§ **Try it**
Write every entry out again, unchanged.

§ **Stored data**
▽

//! The ELF64 file header (`Ehdr`, 64 bytes, §6.3).

use scroll::{Pread, Pwrite, SizeWith};

pub const SIZEOF_IDENT: usize = 16;
pub const ELFMAG: [u8; 4] = [0x7f, b'E', b'L', b'F'];
pub const ELFCLASS64: u8 = 2;
pub const ELFDATA2LSB: u8 = 1;
pub const EV_CURRENT: u8 = 1;
pub const ELFOSABI_SYSV: u8 = 0;

pub const ET_EXEC: u16 = 2;
pub const EM_X86_64: u16 = 62;

pub const SIZEOF_EHDR: usize = 64;

#[repr(C)]
#[derive(Debug, PartialEq, Copy, Clone, Pread, Pwrite, SizeWith)]
pub struct Ehdr {
    pub e_ident: [u8; SIZEOF_IDENT],
    pub e_type: u16,
    pub e_machine: u16,
    pub e_version: u32,
    pub e_entry: u64,
    pub e_phoff: u64,
    pub e_shoff: u64,
    pub e_flags: u32,
    pub e_ehsize: u16,
    pub e_phentsize: u16,
    pub e_phnum: u16,
    pub e_shentsize: u16,
    pub e_shnum: u16,
    pub e_shstrndx: u16,
}

impl Default for Ehdr {
    fn default() -> Self {
        let mut e_ident = [0u8; SIZEOF_IDENT];
        e_ident[0..4].copy_from_slice(&ELFMAG);
        e_ident[4] = ELFCLASS64;
        e_ident[5] = ELFDATA2LSB;
        e_ident[6] = EV_CURRENT;
        e_ident[7] = ELFOSABI_SYSV;
        Ehdr {
            e_ident,
            e_type: ET_EXEC,
            e_machine: EM_X86_64,
            e_version: EV_CURRENT as u32,
            e_entry: 0,
            e_phoff: 0,
            e_shoff: 0,
            e_flags: 0,
            e_ehsize: SIZEOF_EHDR as u16,
            e_phentsize: crate::elf::program_header::SIZEOF_PHDR as u16,
            e_phnum: 0,
            e_shentsize: crate::elf::section_header::SIZEOF_SHDR as u16,
            e_shnum: 0,
            e_shstrndx: 0,
        }
    }
}
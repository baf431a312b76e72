//! Testable Property 1: a well-formed RO blob round-trips through the
//! loader with every declared field preserved exactly.

use ferrolink::context::Context;
use ferrolink::job::{InputSource, Job, JobConfig, OutputKind, Target};
use ferrolink::ro::{self, FileHeader, SectionDescriptor, SymbolRecord};
use scroll::{Pwrite, SizeWith};

fn test_job() -> Job {
    Job {
        target: Target::Elf,
        output_kind: OutputKind::Executable,
        output_path: std::path::PathBuf::from("/tmp/ferrolink-ro-roundtrip-test"),
        inputs: vec![InputSource::Memory {
            label: "unused".into(),
            bytes: vec![],
        }],
        config: JobConfig::default(),
    }
}

fn fixed_name(name: &str, width: usize) -> Vec<u8> {
    let mut buf = vec![0u8; width];
    let bytes = name.as_bytes();
    buf[..bytes.len()].copy_from_slice(bytes);
    buf
}

#[test]
fn loads_a_minimal_single_section_object() {
    let header_size = FileHeader::size_with(&scroll::LE);
    let desc_size = SectionDescriptor::size_with(&scroll::LE);
    let sym_size = SymbolRecord::size_with(&scroll::LE);

    let text_offset = header_size + desc_size;
    let text_bytes = [0x90u8, 0x90, 0x90, 0xC3];
    let sym_offset = text_offset + text_bytes.len();
    let strtab_offset = sym_offset + sym_size;
    let strtab_bytes = [0u8]; // just the empty-string sentinel

    let total = strtab_offset + strtab_bytes.len();
    let mut buf = vec![0u8; total];

    let header = FileHeader {
        magic: ro::MAGIC,
        version: ro::VERSION,
        flags: 0,
        arch: ro::ARCH_X86_64,
        reserved: 0,
        sec_count: 1,
        sym_count: 1,
        strtab_size: strtab_bytes.len() as u64,
        entry_point: 0,
    };
    buf.pwrite_with(header, 0, scroll::LE).unwrap();

    let mut name_buf = [0u8; 8];
    name_buf[..5].copy_from_slice(b".text");
    let desc = SectionDescriptor {
        name: name_buf,
        align_log2: 0,
        flags: ro::SECTION_FLAG_READ | ro::SECTION_FLAG_EXEC,
        reserved: 0,
        file_offset: text_offset as u32,
        file_size: text_bytes.len() as u32,
        mem_size: text_bytes.len() as u32,
        reloc_count: 0,
        reloc_offset: 0,
    };
    buf.pwrite_with(desc, header_size, scroll::LE).unwrap();
    buf[text_offset..text_offset + text_bytes.len()].copy_from_slice(&text_bytes);

    let mut name24 = [0u8; 24];
    let main_name = fixed_name("main", 24);
    name24.copy_from_slice(&main_name);
    let sym = SymbolRecord {
        name: name24,
        value: 2,
        sec_idx: 1, // 1-based: section 0
        kind: ro::SYM_TYPE_FUNC,
        bind: ro::SYM_BIND_GLOBAL,
        reserved: 0,
    };
    buf.pwrite_with(sym, sym_offset, scroll::LE).unwrap();
    buf[strtab_offset..].copy_from_slice(&strtab_bytes);

    let ctx = Context::create(&test_job()).unwrap();
    let tu = ro::load(&ctx, "min.o".into(), &buf).unwrap();

    assert_eq!(tu.sections.len(), 1);
    assert_eq!(tu.sections[0].name, ".text");
    assert_eq!(tu.sections[0].data, text_bytes);
    assert_eq!(tu.sections[0].mem_size, 4);
    assert!(tu.sections[0].flags.exec);
    assert!(tu.sections[0].flags.read);
    assert!(!tu.sections[0].flags.write);

    assert_eq!(tu.symbols.len(), 1);
    assert_eq!(tu.symbols[0].name, "main");
    assert_eq!(tu.symbols[0].value, 2);
    assert_eq!(tu.symbols[0].section_index, Some(0));
    assert_eq!(tu.symbols[0].binding, ro::Binding::Global);
    assert_eq!(tu.symbols[0].kind, ro::SymbolType::Func);

    assert!(tu.relocations.is_empty());
    assert_eq!(tu.entry_offset, None);
}

#[test]
fn bss_section_is_materialized_zeroed() {
    let header_size = FileHeader::size_with(&scroll::LE);
    let desc_size = SectionDescriptor::size_with(&scroll::LE);
    let strtab_offset = header_size + desc_size;
    let strtab_bytes = [0u8];
    let total = strtab_offset + strtab_bytes.len();
    let mut buf = vec![0u8; total];

    let header = FileHeader {
        magic: ro::MAGIC,
        version: ro::VERSION,
        flags: 0,
        arch: ro::ARCH_X86_64,
        reserved: 0,
        sec_count: 1,
        sym_count: 0,
        strtab_size: 1,
        entry_point: 0,
    };
    buf.pwrite_with(header, 0, scroll::LE).unwrap();

    let mut name_buf = [0u8; 8];
    name_buf[..4].copy_from_slice(b".bss");
    let desc = SectionDescriptor {
        name: name_buf,
        align_log2: 3,
        flags: ro::SECTION_FLAG_READ | ro::SECTION_FLAG_WRITE | ro::SECTION_FLAG_BSS,
        reserved: 0,
        file_offset: 0,
        file_size: 0,
        mem_size: 16,
        reloc_count: 0,
        reloc_offset: 0,
    };
    buf.pwrite_with(desc, header_size, scroll::LE).unwrap();

    let ctx = Context::create(&test_job()).unwrap();
    let tu = ro::load(&ctx, "bss.o".into(), &buf).unwrap();

    assert_eq!(tu.sections[0].data.len(), 16);
    assert!(tu.sections[0].data.iter().all(|&b| b == 0));
}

△

§ **Response**
//! The ELF64 file header (`Ehdr`, 64 bytes, §6.3).

use scroll::{Pread, Pwrite, SizeWith};

pub const SIZEOF_IDENT: usize = 16;
pub const ELFMAG: [u8; 4] = [0x7f, b'E', b'L', b'F'];
pub const ELFCLASS64: u8 = 2;
pub const ELFDATA2LSB: u8 = 1;
pub const EV_CURRENT: u8 = 1;
pub const ELFOSABI_SYSV: u8 = 0;

pub const ET_EXEC: u16 = 2;
pub const EM_X86_64: u16 = 62;

pub const SIZEOF_EHDR: usize = 64;

#[repr(C)]
#[derive(Debug, PartialEq, Copy, Clone, Pread, Pwrite, SizeWith)]
pub struct Ehdr {
    pub e_ident: [u8; SIZEOF_IDENT],
    pub e_type: u16,
    pub e_machine: u16,
    pub e_version: u32,
    pub e_entry: u64,
    pub e_phoff: u64,
    pub e_shoff: u64,
    pub e_flags: u32,
    pub e_ehsize: u16,
    pub e_phentsize: u16,
    pub e_phnum: u16,
    pub e_shentsize: u16,
    pub e_shnum: u16,
    pub e_shstrndx: u16,
}

impl Default for Ehdr {
    fn default() -> Self {
        let mut e_ident = [0u8; SIZEOF_IDENT];
        e_ident[0..4].copy_from_slice(&ELFMAG);
        e_ident[4] = ELFCLASS64;
        e_ident[5] = ELFDATA2LSB;
        e_ident[6] = EV_CURRENT;
        e_ident[7] = ELFOSABI_SYSV;
        Ehdr {
            e_ident,
            e_type: ET_EXEC,
            e_machine: EM_X86_64,
            e_version: EV_CURRENT as u32,
            e_entry: 0,
            e_phoff: 0,
            e_shoff: 0,
            e_flags: 0,
            e_ehsize: SIZEOF_EHDR as u16,
            e_phentsize: crate::elf::program_header::SIZEOF_PHDR as u16,
            e_phnum: 0,
            e_shentsize: crate::elf::section_header::SIZEOF_SHDR as u16,
            e_shnum: 0,
            e_shstrndx: 0,
        }
    }
}
repository baf431a312b76e72
//! Testable Property 1: a well-formed RO blob round-trips through the
//! loader with every declared field preserved exactly.

use ferrolink::context::Context;
use ferrolink::job::{InputSource, Job, JobConfig, OutputKind, Target};
use ferrolink::ro::{self, FileHeader, SectionDescriptor, SymbolRecord};
use scroll::{Pwrite, SizeWith};

fn test_job() -> Job {
    Job {
        target: Target::Elf,
        output_kind: OutputKind::Executable,
        output_path: std::path::PathBuf::from("/tmp/ferrolink-ro-roundtrip-test"),
        inputs: vec![InputSource::Memory {
            label: "unused".into(),
            bytes: vec![],
        }],
        config: JobConfig::default(),
    }
}

fn fixed_name(name: &str, width: usize) -> Vec<u8> {
    let mut buf = vec![0u8; width];
    let bytes = name.as_bytes();
    buf[..bytes.len()].copy_from_slice(bytes);
    buf
}

#[test]
fn loads_a_minimal_single_section_object() {
    let header_size = FileHeader::size_with(&scroll::LE);
    let desc_size = SectionDescriptor::size_with(&scroll::LE);
    let sym_size = SymbolRecord::size_with(&scroll::LE);

    let text_offset = header_size + desc_size;
    let text_bytes = [0x90u8, 0x90, 0x90, 0xC3];
    let sym_offset = text_offset + text_bytes.len();
    let strtab_offset = sym_offset + sym_size;
    let strtab_bytes = [0u8]; // just the empty-string sentinel

    let total = strtab_offset + strtab_bytes.len();
    let mut buf = vec![0u8; total];

    let header = FileHeader {
        magic: ro::MAGIC,
        version: ro::VERSION,
        flags: 0,
        arch: ro::ARCH_X86_64,
        reserved: 0,
        sec_count: 1,
        sym_count: 1,
        strtab_size: strtab_bytes.len() as u64,
        entry_point: 0,
    };
    buf.pwrite_with(header, 0, scroll::LE).unwrap();

    let mut name_buf = [0u8; 8];
    name_buf[..5].copy_from_slice(b".text");
    let desc = SectionDescriptor {
        name: name_buf,
        align_log2: 0,
        flags: ro::SECTION_FLAG_READ | ro::SECTION_FLAG_EXEC,
        reserved: 0,
        file_offset: text_offset as u32,
        file_size: text_bytes.len() as u32,
        mem_size: text_bytes.len() as u32,
        reloc_count: 0,
        reloc_offset: 0,
    };
    buf.pwrite_with(desc, header_size, scroll::LE).unwrap();
    buf[text_offset..text_offset + text_bytes.len()].copy_from_slice(&text_bytes);

    let mut name24 = [0u8; 24];
    let main_name = fixed_name("main", 24);
    name24.copy_from_slice(&main_name);
    let sym = SymbolRecord {
        name: name24,
        value: 2,
        sec_idx: 1, // 1-based: section 0
        kind: ro::SYM_TYPE_FUNC,
        bind: ro::SYM_BIND_GLOBAL,
        reserved: 0,
    };
    buf.pwrite_with(sym, sym_offset, scroll::LE).unwrap();
    buf[strtab_offset..].copy_from_slice(&strtab_bytes);

    let ctx = Context::create(&test_job()).unwrap();
    let tu = ro::load(&ctx, "min.o".into(), &buf).unwrap();

    assert_eq!(tu.sections.len(), 1);
    assert_eq!(tu.sections[0].name, ".text");
    assert_eq!(tu.sections[0].data, text_bytes);
    assert_eq!(tu.sections[0].mem_size, 4);
    assert!(tu.sections[0].flags.exec);
    assert!(tu.sections[0].flags.read);
    assert!(!tu.sections[0].flags.write);

    assert_eq!(tu.symbols.len(), 1);
    assert_eq!(tu.symbols[0].name, "main");
    assert_eq!(tu.symbols[0].value, 2);
    assert_eq!(tu.symbols[0].section_index, Some(0));
    assert_eq!(tu.symbols[0].binding, ro::Binding::Global);
    assert_eq!(tu.symbols[0].kind, ro::SymbolType::Func);

    assert!(tu.relocations.is_empty());
    assert_eq!(tu.entry_offset, None);
}

#[test]
fn bss_section_is_materialized_zeroed() {
    let header_size = FileHeader::size_with(&scroll::LE);
    let desc_size = SectionDescriptor::size_with(&scroll::LE);
    let strtab_offset = header_size + desc_size;
    let strtab_bytes = [0u8];
    let total = strtab_offset + strtab_bytes.len();
    let mut buf = vec![0u8; total];

    let header = FileHeader {
        magic: ro::MAGIC,
        version: ro::VERSION,
        flags: 0,
        arch: ro::ARCH_X86_64,
        reserved: 0,
        sec_count: 1,
        sym_count: 0,
        strtab_size: 1,
        entry_point: 0,
    };
    buf.pwrite_with(header, 0, scroll::LE).unwrap();

    let mut name_buf = [0u8; 8];
    name_buf[..4].copy_from_slice(b".bss");
    let desc = SectionDescriptor {
        name: name_buf,
        align_log2: 3,
        flags: ro::SECTION_FLAG_READ | ro::SECTION_FLAG_WRITE | ro::SECTION_FLAG_BSS,
        reserved: 0,
        file_offset: 0,
        file_size: 0,
        mem_size: 16,
        reloc_count: 0,
        reloc_offset: 0,
    };
    buf.pwrite_with(desc, header_size, scroll::LE).unwrap();

    let ctx = Context::create(&test_job()).unwrap();
    let tu = ro::load(&ctx, "bss.o".into(), &buf).unwrap();

    assert_eq!(tu.sections[0].data.len(), 16);
    assert!(tu.sections[0].data.iter().all(|&b| b == 0));
}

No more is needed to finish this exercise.